Incomplete patch for a Home windows SmartScreen and Home windows Shell security prompts bypass created a brand new bug enabling zero-click assaults, Akamai studies.
The preliminary vulnerability, tracked as CVE-2026-21510 and patched in February, could possibly be exploited for distant code execution (RCE) if the attacker may persuade the sufferer to open a malicious shortcut file.
Microsoft warned on the time that the flaw had been exploited as a zero-day, with out offering particulars on the noticed assaults.
Now, Akamai says Russia-linked APT28, also referred to as Fancy Bear, Forest Blizzard, GruesomeLarch, and Sofacy, exploited CVE-2026-21510 in assaults that additionally focused CVE-2026-21513, a security function bypass within the MSHTML framework patched in February as properly.
“An attacker may exploit this vulnerability by convincing a person to open a malicious HTML file or shortcut (.lnk) file delivered via a hyperlink, e-mail attachment, or obtain. The specifically crafted file manipulates browser and Home windows Shell dealing with, inflicting the content material to be executed by the working system,” Microsoft explains in its advisory.
Akamai attributed CVE-2026-21513’s exploitation to APT28 in late February, however didn’t point out CVE-2026-21510, as a result of it had beforehand found the unfinished patch.
The dearth of correct patching, it says, resulted in a brand new vulnerability, tracked as CVE-2026-32202, an authentication coercion vulnerability that may be exploited with out person interplay to steal credentials by way of auto-parsed LNK information.
“We then discovered an incomplete patch and disclosed it to Microsoft. The brand new vulnerability, CVE-2026-32202, brought about the sufferer to authenticate the attacker’s server with out person interplay (zero click on),” Akamai says.

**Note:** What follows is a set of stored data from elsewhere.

// src/fixtures.rs
// Static mock records standing in for the live municipal reporting feed.

use chrono::{DateTime, TimeZone, Utc};
use serde::{Deserialize, Serialize};

#[derive(Debug, Clone, Copy, PartialEq, Eq, Hash, Serialize, Deserialize)]
#[serde(rename_all = "lowercase")]
pub enum Category {
    Roads,
    Water,
    Electricity,
    Garbage,
    Streetlights,
    Drainage,
    Other,
}

impl Category {
    /// Fixed enumeration order. Classifier check order and report
    /// tie-breaking both follow this.
    pub const ALL: [Category; 7] = [
        Category::Roads,
        Category::Water,
        Category::Electricity,
        Category::Garbage,
        Category::Streetlights,
        Category::Drainage,
        Category::Other,
    ];

    pub fn label(self) -> &'static str {
        match self {
            Category::Roads => "Roads",
            Category::Water => "Water",
            Category::Electricity => "Electricity",
            Category::Garbage => "Garbage",
            Category::Streetlights => "Streetlights",
            Category::Drainage => "Drainage",
            Category::Other => "Other",
        }
    }
}

#[derive(Debug, Clone, Copy, PartialEq, Eq, Hash, Serialize, Deserialize)]
#[serde(rename_all = "lowercase")]
pub enum Sentiment {
    Positive,
    Negative,
    Neutral,
}

impl Sentiment {
    pub fn label(self) -> &'static str {
        match self {
            Sentiment::Positive => "Positive",
            Sentiment::Negative => "Negative",
            Sentiment::Neutral => "Neutral",
        }
    }

    /// Score used by the report's unweighted mean: +1 / -1 / 0.
    pub fn score(self) -> i32 {
        match self {
            Sentiment::Positive => 1,
            Sentiment::Negative => -1,
            Sentiment::Neutral => 0,
        }
    }
}

#[derive(Debug, Clone, Copy, PartialEq, Eq, Hash, Serialize, Deserialize)]
#[serde(rename_all = "lowercase")]
pub enum Priority {
    Urgent,
    High,
    Medium,
    Low,
}

impl Priority {
    pub const ALL: [Priority; 4] = [
        Priority::Urgent,
        Priority::High,
        Priority::Medium,
        Priority::Low,
    ];

    pub fn label(self) -> &'static str {
        match self {
            Priority::Urgent => "Urgent",
            Priority::High => "High",
            Priority::Medium => "Medium",
            Priority::Low => "Low",
        }
    }
}

#[derive(Debug, Clone, Copy, PartialEq, Eq, Hash, Serialize, Deserialize)]
pub enum Status {
    #[serde(rename = "pending")]
    Pending,
    #[serde(rename = "in-progress")]
    InProgress,
    #[serde(rename = "resolved")]
    Resolved,
}

impl Status {
    pub fn label(self) -> &'static str {
        match self {
            Status::Pending => "Pending",
            Status::InProgress => "In Progress",
            Status::Resolved => "Resolved",
        }
    }
}

/// A single citizen complaint as it arrives from the reporting feed.
#[derive(Debug, Clone, Serialize)]
#[serde(rename_all = "camelCase")]
pub struct Complaint {
    pub id: u32,
    pub title: String,
    pub description: String,
    pub category: Category,
    pub district: String,
    pub latitude: f64,
    pub longitude: f64,
    pub submitted_at: DateTime<Utc>,
    pub sentiment: Sentiment,
    pub priority: Priority,
    pub status: Status,
    pub submitted_by: String,
}

/// One month of the reported trend series.
#[derive(Debug, Clone, Serialize)]
#[serde(rename_all = "camelCase")]
pub struct MonthlyTrendPoint {
    pub month: &'static str,
    pub total: u64,
    pub resolved: u64,
    pub roads: u64,
    pub water: u64,
}

#[derive(Debug, Clone, Copy, Serialize)]
#[serde(rename_all = "camelCase")]
pub struct StatusCounts {
    pub pending: u64,
    pub in_progress: u64,
    pub resolved: u64,
}

#[derive(Debug, Clone, Copy, Serialize)]
#[serde(rename_all = "camelCase")]
pub struct SentimentCounts {
    pub positive: u64,
    pub negative: u64,
    pub neutral: u64,
}

/// City-wide aggregates as published by the reporting portal.
///
/// These totals are NOT derived from [`COMPLAINTS`]; that list is a recent
/// sample while the snapshot covers the full year, so the two can disagree.
#[derive(Debug, Clone, Serialize)]
#[serde(rename_all = "camelCase")]
pub struct AnalyticsSnapshot {
    pub total: u64,
    pub statuses: StatusCounts,
    pub sentiments: SentimentCounts,
    pub categories: Vec<(Category, u64)>,
    pub priorities: Vec<(Priority, u64)>,
    pub monthly: Vec<MonthlyTrendPoint>,
}

/// A city ward with its complaint load and average citizen mood.
#[derive(Debug, Clone, Serialize)]
#[serde(rename_all = "camelCase")]
pub struct District {
    pub name: String,
    pub latitude: f64,
    pub longitude: f64,
    pub complaints: u64,
    pub avg_sentiment: f64,
}

lazy_static::lazy_static! {
    pub static ref COMPLAINTS: Vec<Complaint> = build_complaints();
    pub static ref SNAPSHOT: AnalyticsSnapshot = build_snapshot();
    pub static ref DISTRICTS: Vec<District> = build_districts();
}

fn at(month: u32, day: u32, hour: u32, minute: u32) -> DateTime<Utc> {
    Utc.with_ymd_and_hms(2025, month, day, hour, minute, 0).unwrap()
}

fn build_complaints() -> Vec<Complaint> {
    vec![
        Complaint {
            id: 101,
            title: "Large pothole near metro pillar".to_string(),
            description: "The road opposite the metro station is damaged and dangerous for two-wheelers, especially at night.".to_string(),
            category: Category::Roads,
            district: "Madhapur".to_string(),
            latitude: 17.4483,
            longitude: 78.3915,
            submitted_at: at(7, 14, 9, 30),
            sentiment: Sentiment::Negative,
            priority: Priority::Urgent,
            status: Status::Pending,
            submitted_by: "Ravi Kumar".to_string(),
        },
        Complaint {
            id: 102,
            title: "No water supply for three days".to_string(),
            description: "Our street has had no water supply since Monday. The tanker never arrived despite repeated calls.".to_string(),
            category: Category::Water,
            district: "Charminar".to_string(),
            latitude: 17.3616,
            longitude: 78.4747,
            submitted_at: at(7, 15, 7, 45),
            sentiment: Sentiment::Negative,
            priority: Priority::High,
            status: Status::InProgress,
            submitted_by: "Fatima Begum".to_string(),
        },
        Complaint {
            id: 103,
            title: "Streetlight not working".to_string(),
            description: "The streetlight outside house 12-4 has a broken bulb and the lane is completely dark.".to_string(),
            category: Category::Streetlights,
            district: "Kukatpally".to_string(),
            latitude: 17.4849,
            longitude: 78.4138,
            submitted_at: at(7, 16, 20, 10),
            sentiment: Sentiment::Negative,
            priority: Priority::Medium,
            status: Status::Pending,
            submitted_by: "Srinivas Rao".to_string(),
        },
        Complaint {
            id: 104,
            title: "Garbage pile at market entrance".to_string(),
            description: "Waste has been dumped at the vegetable market entrance for a week. The smell is terrible.".to_string(),
            category: Category::Garbage,
            district: "Secunderabad".to_string(),
            latitude: 17.4399,
            longitude: 78.4983,
            submitted_at: at(7, 18, 8, 0),
            sentiment: Sentiment::Negative,
            priority: Priority::High,
            status: Status::InProgress,
            submitted_by: "Anjali Mehta".to_string(),
        },
        Complaint {
            id: 105,
            title: "Frequent power cuts in the evening".to_string(),
            description: "Power goes out every evening between 7 and 9. The transformer near the park keeps tripping.".to_string(),
            category: Category::Electricity,
            district: "Uppal".to_string(),
            latitude: 17.4058,
            longitude: 78.5592,
            submitted_at: at(7, 19, 21, 15),
            sentiment: Sentiment::Negative,
            priority: Priority::High,
            status: Status::Pending,
            submitted_by: "Mohammed Irfan".to_string(),
        },
        Complaint {
            id: 106,
            title: "Drain overflowing after rain".to_string(),
            description: "The storm drain on 4th street overflows onto the road every time it rains. Sewage mixes with rainwater.".to_string(),
            category: Category::Drainage,
            district: "Charminar".to_string(),
            latitude: 17.3625,
            longitude: 78.4731,
            submitted_at: at(7, 21, 16, 40),
            sentiment: Sentiment::Negative,
            priority: Priority::Urgent,
            status: Status::InProgress,
            submitted_by: "Lakshmi Devi".to_string(),
        },
        Complaint {
            id: 107,
            title: "Thanks for fixing the footpath".to_string(),
            description: "The broken footpath near the school was repaired quickly. Great work by the ward team.".to_string(),
            category: Category::Roads,
            district: "Gachibowli".to_string(),
            latitude: 17.4401,
            longitude: 78.3489,
            submitted_at: at(7, 22, 11, 5),
            sentiment: Sentiment::Positive,
            priority: Priority::Low,
            status: Status::Resolved,
            submitted_by: "Deepak Sharma".to_string(),
        },
        Complaint {
            id: 108,
            title: "Water leak near bus stop".to_string(),
            description: "A pipeline has burst near the bus stop and clean water has been leaking for two days.".to_string(),
            category: Category::Water,
            district: "Miyapur".to_string(),
            latitude: 17.4924,
            longitude: 78.3818,
            submitted_at: at(7, 24, 6, 55),
            sentiment: Sentiment::Negative,
            priority: Priority::High,
            status: Status::Pending,
            submitted_by: "Kavitha Reddy".to_string(),
        },
        Complaint {
            id: 109,
            title: "Request for speed breaker".to_string(),
            description: "Vehicles speed past the primary school gate. A speed breaker would make the crossing safer.".to_string(),
            category: Category::Roads,
            district: "Kukatpally".to_string(),
            latitude: 17.4855,
            longitude: 78.4102,
            submitted_at: at(7, 26, 13, 20),
            sentiment: Sentiment::Neutral,
            priority: Priority::Medium,
            status: Status::Pending,
            submitted_by: "George Thomas".to_string(),
        },
        Complaint {
            id: 110,
            title: "Street sweeping has improved".to_string(),
            description: "The lanes around the temple are noticeably clean this month. Happy with the morning sweeping schedule.".to_string(),
            category: Category::Garbage,
            district: "Secunderabad".to_string(),
            latitude: 17.4412,
            longitude: 78.5010,
            submitted_at: at(7, 27, 9, 0),
            sentiment: Sentiment::Positive,
            priority: Priority::Low,
            status: Status::Resolved,
            submitted_by: "Pooja Agarwal".to_string(),
        },
        Complaint {
            id: 111,
            title: "Exposed electric wire near playground".to_string(),
            description: "A live wire is hanging at head height near the children's playground. This is an emergency, someone could be electrocuted.".to_string(),
            category: Category::Electricity,
            district: "Madhapur".to_string(),
            latitude: 17.4462,
            longitude: 78.3927,
            submitted_at: at(7, 28, 17, 30),
            sentiment: Sentiment::Negative,
            priority: Priority::Urgent,
            status: Status::Pending,
            submitted_by: "Venkatesh Naidu".to_string(),
        },
        Complaint {
            id: 112,
            title: "Dustbins needed at the park".to_string(),
            description: "The new walking track is nice but there are no dustbins along it. Visitors leave litter on the grass.".to_string(),
            category: Category::Garbage,
            district: "Gachibowli".to_string(),
            latitude: 17.4390,
            longitude: 78.3521,
            submitted_at: at(7, 29, 18, 45),
            sentiment: Sentiment::Neutral,
            priority: Priority::Low,
            status: Status::Pending,
            submitted_by: "Harpreet Kaur".to_string(),
        },
    ]
}

fn build_snapshot() -> AnalyticsSnapshot {
    AnalyticsSnapshot {
        total: 1247,
        statuses: StatusCounts {
            pending: 312,
            in_progress: 489,
            resolved: 446,
        },
        sentiments: SentimentCounts {
            positive: 221,
            negative: 684,
            neutral: 342,
        },
        categories: vec![
            (Category::Roads, 385),
            (Category::Water, 298),
            (Category::Electricity, 187),
            (Category::Garbage, 164),
            (Category::Streetlights, 121),
            (Category::Drainage, 58),
            (Category::Other, 34),
        ],
        priorities: vec![
            (Priority::Urgent, 156),
            (Priority::High, 342),
            (Priority::Medium, 478),
            (Priority::Low, 271),
        ],
        monthly: vec![
            month("Jan", 95, 61, 18, 30),
            month("Feb", 102, 70, 21, 27),
            month("Mar", 88, 59, 19, 31),
            month("Apr", 110, 74, 24, 28),
            month("May", 105, 69, 26, 25),
            month("Jun", 98, 66, 23, 29),
            month("Jul", 115, 77, 27, 26),
            month("Aug", 108, 71, 25, 30),
            month("Sep", 92, 60, 20, 24),
            month("Oct", 101, 64, 22, 26),
            month("Nov", 97, 58, 28, 22),
            month("Dec", 112, 49, 35, 18),
        ],
    }
}

fn month(month: &'static str, total: u64, resolved: u64, roads: u64, water: u64) -> MonthlyTrendPoint {
    MonthlyTrendPoint {
        month,
        total,
        resolved,
        roads,
        water,
    }
}

fn build_districts() -> Vec<District> {
    vec![
        district("Madhapur", 17.4483, 78.3915, 212, -0.42),
        district("Kukatpally", 17.4849, 78.4138, 189, -0.18),
        district("Secunderabad", 17.4399, 78.4983, 154, 0.05),
        district("Charminar", 17.3616, 78.4747, 243, -0.31),
        district("Gachibowli", 17.4401, 78.3489, 98, 0.12),
        district("Uppal", 17.4058, 78.5592, 176, -0.25),
        district("Miyapur", 17.4924, 78.3818, 175, -0.08),
    ]
}

fn district(name: &str, latitude: f64, longitude: f64, complaints: u64, avg_sentiment: f64) -> District {
    District {
        name: name.to_string(),
        latitude,
        longitude,
        complaints,
        avg_sentiment,
    }
}
use civic_pulse::app::App;

#[tokio::main]
async fn main() -> color_eyre::Result<()> {
    tracing_subscriber::fmt::init();
    color_eyre::install()?;
    let terminal = ratatui::init();
    let result = App::new().await?.run(terminal).await;
    ratatui::restore();
    result
}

Microsoft launched fixes for CVE-2026-32202 as a part of the April 2026 patches. Its advisory flags the security defect as exploited, however doesn’t element the noticed assaults.
In accordance with Akamai, these vulnerabilities had been seemingly exploited by APT28 in December 2025, in assaults towards Ukraine and European Union nations.
As a part of the marketing campaign, the APT used weaponized LNK information that chained CVE-2026-21513 and CVE-2026-21510 to bypass Home windows’ security options and obtain distant code execution (RCE).
“APT28 leverages the Home windows shell namespace parsing mechanism to load a dynamic hyperlink library (DLL) from a distant server utilizing a UNC path. The DLL is loaded as a part of the Management Panel (CPL) objects with out correct community zone validation,” Akamai explains.
Evaluation of the patches rolled out in February revealed that, whereas the RCE path was mitigated by imposing SmartScreen verification of the file’s digital signature and origin zone, “the sufferer machine was nonetheless authenticating to the attacker’s server.”
The problem, Akamai says, is that the belief verification would fireplace throughout a name on the finish of the launch chain, lacking an earlier stage within the chain.
When rendering the contents of the folder containing the malicious LNK file, Home windows Explorer asks shell32 to fetch an icon from an UNC path, triggering a server message block (SMB) connection to the attackers’ server with out person interplay.
The “connection triggers an automated NTLM authentication handshake, sending the sufferer’s Internet-NTLMv2 hash to the attacker, which might later be used for NTLM relay assaults and offline cracking,” Akamai notes.